I've seen this question asked many times on serverfault (and other places), but have not found a solution.
I'm using Squid version 3.1.19 standard Ubuntu 12.04 package.
I get the following error in a browser:
The following error was encountered while trying to retrieve the URL: http://www.standardandpoors.com/home/en/us
Unable to determine IP address from host name www.standardandpoors.com
The DNS server returned:
Name Error: The domain name does not exist.
This means that the cache was not able to resolve the hostname presented in the URL. Check if the address is correct.
From the proxy server I can resolve the address just fine.
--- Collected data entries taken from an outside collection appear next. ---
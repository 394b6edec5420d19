use crate::config::ScrollConfig;

// class marker carried by the toggle and the panel while open, and by the current nav link
pub const ACTIVE_MARKER: &str = "active";

// mobile menu state
//
// the toggle button and the menu panel both carry an "active" marker; rendering both from
// this one value keeps them in sync
#[derive(Clone, Copy, Debug, Default, Eq, PartialEq)]
pub enum MenuState {
    #[default]
    Closed,
    Open,
}

#[derive(Clone, Copy, Debug, Eq, PartialEq)]
pub enum MenuEvent {
    Toggle,
    LinkClicked,
    OutsideClick,
    Escape,
    Resize,
}

impl MenuState {
    pub fn is_open(self) -> bool {
        self == MenuState::Open
    }

    // every event other than the toggle closes the menu, whether or not it was open
    pub fn apply(self, event: MenuEvent) -> Self {
        match (event, self) {
            (MenuEvent::Toggle, MenuState::Closed) => MenuState::Open,
            (MenuEvent::Toggle, MenuState::Open) => MenuState::Closed,
            (MenuEvent::LinkClicked, _)
            | (MenuEvent::OutsideClick, _)
            | (MenuEvent::Escape, _)
            | (MenuEvent::Resize, _) => MenuState::Closed,
        }
    }
}

// in-page anchor target of a nav link
//
// only "#id" hrefs resolve; anything else leaves the scroll position alone
pub fn anchor_target(href: &str) -> Option<&str> {
    href.strip_prefix('#').filter(|id| !id.is_empty())
}

// vertical offset to scroll to so that a section lands just below the fixed navbar
pub fn anchor_scroll_offset(section_top: f64, config: &ScrollConfig) -> f64 {
    section_top - config.header_offset
}

#[cfg(test)]
mod tests {
    use super::*;

    const ALL_EVENTS: [MenuEvent; 5] = [
        MenuEvent::Toggle,
        MenuEvent::LinkClicked,
        MenuEvent::OutsideClick,
        MenuEvent::Escape,
        MenuEvent::Resize,
    ];

    #[test]
    fn toggle_parity() {
        for start in [MenuState::Closed, MenuState::Open] {
            let mut state = start;
            for n in 1..=6 {
                state = state.apply(MenuEvent::Toggle);
                if n % 2 == 0 {
                    assert_eq!(state, start);
                } else {
                    assert_ne!(state, start);
                }
            }
        }
    }

    #[test]
    fn resize_always_closes() {
        assert_eq!(MenuState::Open.apply(MenuEvent::Resize), MenuState::Closed);
        assert_eq!(MenuState::Closed.apply(MenuEvent::Resize), MenuState::Closed);
    }

    #[test]
    fn only_toggle_can_open() {
        for event in ALL_EVENTS {
            let next = MenuState::Closed.apply(event);
            assert_eq!(next.is_open(), event == MenuEvent::Toggle, "{event:?}");
        }
    }

    #[test]
    fn anchors() {
        assert_eq!(anchor_target("#about"), Some("about"));
        assert_eq!(anchor_target("#"), None);
        assert_eq!(anchor_target("https://example.com/#about"), None);
        assert_eq!(anchor_target(""), None);
    }

    #[test]
    fn anchor_offset_accounts_for_navbar() {
        let config = ScrollConfig::default();
        assert_eq!(anchor_scroll_offset(870.0, &config), 800.0);
    }
}
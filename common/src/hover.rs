use crate::config::HoverConfig;

pub const LINK_TRANSITION: &str = "all 0.3s ease";

#[derive(Clone, Copy, Debug, Eq, PartialEq)]
pub enum Pointer {
    Enter,
    Leave,
}

// inline style written directly onto a hovered element
#[derive(Clone, Copy, Debug, Eq, PartialEq)]
pub struct InlineStyle {
    pub transform: &'static str,
    pub opacity: Option<&'static str>,
}

pub fn skill_item_style(pointer: Pointer) -> InlineStyle {
    let transform = match pointer {
        Pointer::Enter => "translateY(-5px) rotate(2deg)",
        Pointer::Leave => "translateY(0) rotate(0deg)",
    };

    InlineStyle {
        transform,
        opacity: None,
    }
}

// project card links start hidden; this is also their initial state
pub fn project_link_style(pointer: Pointer) -> InlineStyle {
    match pointer {
        Pointer::Enter => InlineStyle {
            transform: "scale(1) translateY(0)",
            opacity: Some("1"),
        },
        Pointer::Leave => InlineStyle {
            transform: "scale(0.8) translateY(10px)",
            opacity: Some("0"),
        },
    }
}

// links on a card are revealed one after another on enter; leave hides them all at once
pub fn link_reveal_delay(index: usize, config: &HoverConfig) -> u32 {
    u32::try_from(index)
        .unwrap_or(u32::MAX)
        .saturating_mul(config.link_stagger_ms)
}
//! Abstract interface for execution backends, plus the typed tensor data
//! that crosses the boundary between the host framework and a backend.

use crate::asg::{DType, NodeId};
use crate::swap::{LayerDescriptor, SwapError};
use ndarray::ArrayD;
use thiserror::Error;

/// Errors raised while executing a layer or a traced graph.
/// Shared by every backend and by the host interpreter.
#[derive(Error, Debug, Clone, PartialEq)]
pub enum RuntimeError {
    #[error("Type mismatch: operation expected {expected}, got {actual}.")]
    TypeError { expected: String, actual: String },

    #[error("Tensor shape error: {0}. Check the dimensions of the input tensors.")]
    ShapeError(String),

    #[error("Backend '{backend}' has no algorithm '{algorithm}' for {kind}.")]
    UnsupportedAlgorithm {
        backend: String,
        kind: String,
        algorithm: String,
    },

    #[error("Operation '{0}' is not implemented by this backend.")]
    UnimplementedOperation(String),

    #[error("Submodule '{0}' not found in the executed module tree.")]
    ModuleNotFound(String),

    #[error("Node {0} has no computed value. The graph is not in execution order.")]
    MissingValue(NodeId),

    #[error("Invalid layer configuration: {0}")]
    Configuration(String),
}

impl From<SwapError> for RuntimeError {
    fn from(err: SwapError) -> Self {
        RuntimeError::Configuration(err.to_string())
    }
}

/// Tensor data in one of the two precisions a backend can run.
#[derive(Debug, Clone, PartialEq)]
pub enum TensorData {
    F32(ArrayD<f32>),
    F64(ArrayD<f64>),
}

impl TensorData {
    pub fn dtype(&self) -> DType {
        match self {
            TensorData::F32(_) => DType::F32,
            TensorData::F64(_) => DType::F64,
        }
    }

    pub fn shape(&self) -> &[usize] {
        match self {
            TensorData::F32(a) => a.shape(),
            TensorData::F64(a) => a.shape(),
        }
    }

    /// Converts a host (single precision) tensor into backend data of `dtype`.
    pub fn from_host(host: &ArrayD<f32>, dtype: DType) -> Result<Self, RuntimeError> {
        match dtype {
            DType::F32 => Ok(TensorData::F32(host.clone())),
            DType::F64 => Ok(TensorData::F64(host.mapv(f64::from))),
            other => Err(RuntimeError::TypeError {
                expected: "f32 or f64".to_string(),
                actual: other.to_string(),
            }),
        }
    }

    /// Converts back into the host representation.
    pub fn into_host(self) -> ArrayD<f32> {
        match self {
            TensorData::F32(a) => a,
            TensorData::F64(a) => a.mapv(|v| v as f32),
        }
    }

    pub fn cast(&self, dtype: DType) -> Result<Self, RuntimeError> {
        match (self, dtype) {
            (TensorData::F32(a), DType::F32) => Ok(TensorData::F32(a.clone())),
            (TensorData::F64(a), DType::F64) => Ok(TensorData::F64(a.clone())),
            (TensorData::F32(a), DType::F64) => Ok(TensorData::F64(a.mapv(f64::from))),
            (TensorData::F64(a), DType::F32) => Ok(TensorData::F32(a.mapv(|v| v as f32))),
            (_, other) => Err(RuntimeError::TypeError {
                expected: "f32 or f64".to_string(),
                actual: other.to_string(),
            }),
        }
    }
}

/// An execution backend: runs one lowered layer on one input.
///
/// Implementations must be deterministic and free of side effects for a
/// given descriptor and input.
pub trait Backend {
    /// Short identifier used in diagnostics.
    fn name(&self) -> &str;

    /// Runs `layer` on `input` with the layer's bound algorithm.
    fn forward(&self, layer: &LayerDescriptor, input: &TensorData)
        -> Result<TensorData, RuntimeError>;
}
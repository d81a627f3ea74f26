//! Ordered container of named submodules.

use super::module::{Module, ModuleView};
use crate::runtime::backend::RuntimeError;
use crate::runtime::interpreter::Interpreter;
use crate::tensor::Tensor;
use ndarray::ArrayD;

/// Runs its children one after another.
///
/// Children pushed with [`Sequential::push`] are named by their index
/// (`"0"`, `"1"`, ...), so the third child of `features` is addressed as
/// `features.2`.
#[derive(Debug, Default)]
pub struct Sequential {
    children: Vec<(String, Box<dyn Module>)>,
}

impl Sequential {
    pub fn new() -> Self {
        Self::default()
    }

    pub fn push(self, module: impl Module + 'static) -> Self {
        let name = self.children.len().to_string();
        self.push_named(name, module)
    }

    pub fn push_named(mut self, name: impl Into<String>, module: impl Module + 'static) -> Self {
        self.children.push((name.into(), Box::new(module)));
        self
    }

    pub fn push_boxed(&mut self, name: impl Into<String>, module: Box<dyn Module>) {
        self.children.push((name.into(), module));
    }

    pub fn len(&self) -> usize {
        self.children.len()
    }

    pub fn is_empty(&self) -> bool {
        self.children.is_empty()
    }
}

impl Module for Sequential {
    fn view(&self) -> ModuleView<'_> {
        ModuleView::Container
    }

    fn forward(&self, x: &Tensor) -> Tensor {
        self.children
            .iter()
            .fold(x.clone(), |h, (name, child)| h.apply(name, child.as_ref()))
    }

    fn eval(&self, input: &ArrayD<f32>) -> Result<ArrayD<f32>, RuntimeError> {
        Interpreter::new().run(self, input)
    }

    fn child(&self, name: &str) -> Option<&dyn Module> {
        self.children
            .iter()
            .find(|(n, _)| n == name)
            .map(|(_, m)| m.as_ref())
    }

    fn child_mut(&mut self, name: &str) -> Option<&mut Box<dyn Module>> {
        self.children
            .iter_mut()
            .find(|(n, _)| n == name)
            .map(|(_, m)| m)
    }

    fn named_children(&self) -> Vec<(&str, &dyn Module)> {
        self.children
            .iter()
            .map(|(n, m)| (n.as_str(), m.as_ref()))
            .collect()
    }
}
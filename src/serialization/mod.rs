//! Serialization of module trees.
//!
//! Models are described in JSON ([`ModuleSpec`]) and instantiated with
//! deterministic random weights.
//!
//! # Example
//!
//! ```rust,ignore
//! use opswap::serialization::ModuleSpec;
//!
//! let model = ModuleSpec::load("model.json")?.build(42)?;
//! ```

pub mod model_spec;

pub use model_spec::{ModuleSpec, PaddingSpec};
access.log error: 1361372441.048 216 10.0.0.5 TCP_MISS/503 4907 GET http://www.standardandpoors.com/home/en/us – DIRECT/www.standardandpoors.com text/html
For some reason it does not seem to be resolving and the DIRECT peering code is showing the hostname instead of the ip. IPs do show up on every other request.
log_ip_on_direct is on
I've tried disabling caching, explicitly using the dns_nameservers directive, even putting the host in /etc/hosts. Any help is appreciated!
I discovered that when I use a public DNS with dns_nameservers (I tried with 8.8.8.8) the IP resolves and I don't get a squid error. I can't use a public DNS for intranet etc. so it's not a solution. Also as I mentioned before it resolves with nslookup.
Another strange thing is that a packet capture when trying to browse with a browser on the server not going through the proxy shows:
DNS Standard query response, No such name
A capture when doing an nslookup from the same server shows:
DNS Standard query response A 204.8.132.217
EDIT Using the WinGate proxy with the same local DNS servers works.
Best Answer
Delegation of the zone "www.standardandpoors.com" (note the zone begins www) is broken.
The servers for standardandpoors.com say there are two name servers for www.
These two servers answer for A requests but not for "NS" requests, or other requests - despite claiming to be BIND 9.4.3-P3. They answer for SOA requests for the parent domain.
I assume either some sort of load balancer (I've seen them broken like this before), or just the normal borked nature of many DNS delegations. BIND 9 seems to handle this form of borked delegation adequately.
As others asked - what name servers are not handling this well? Are you messing with forwarding, or slaving zones, or similar internally?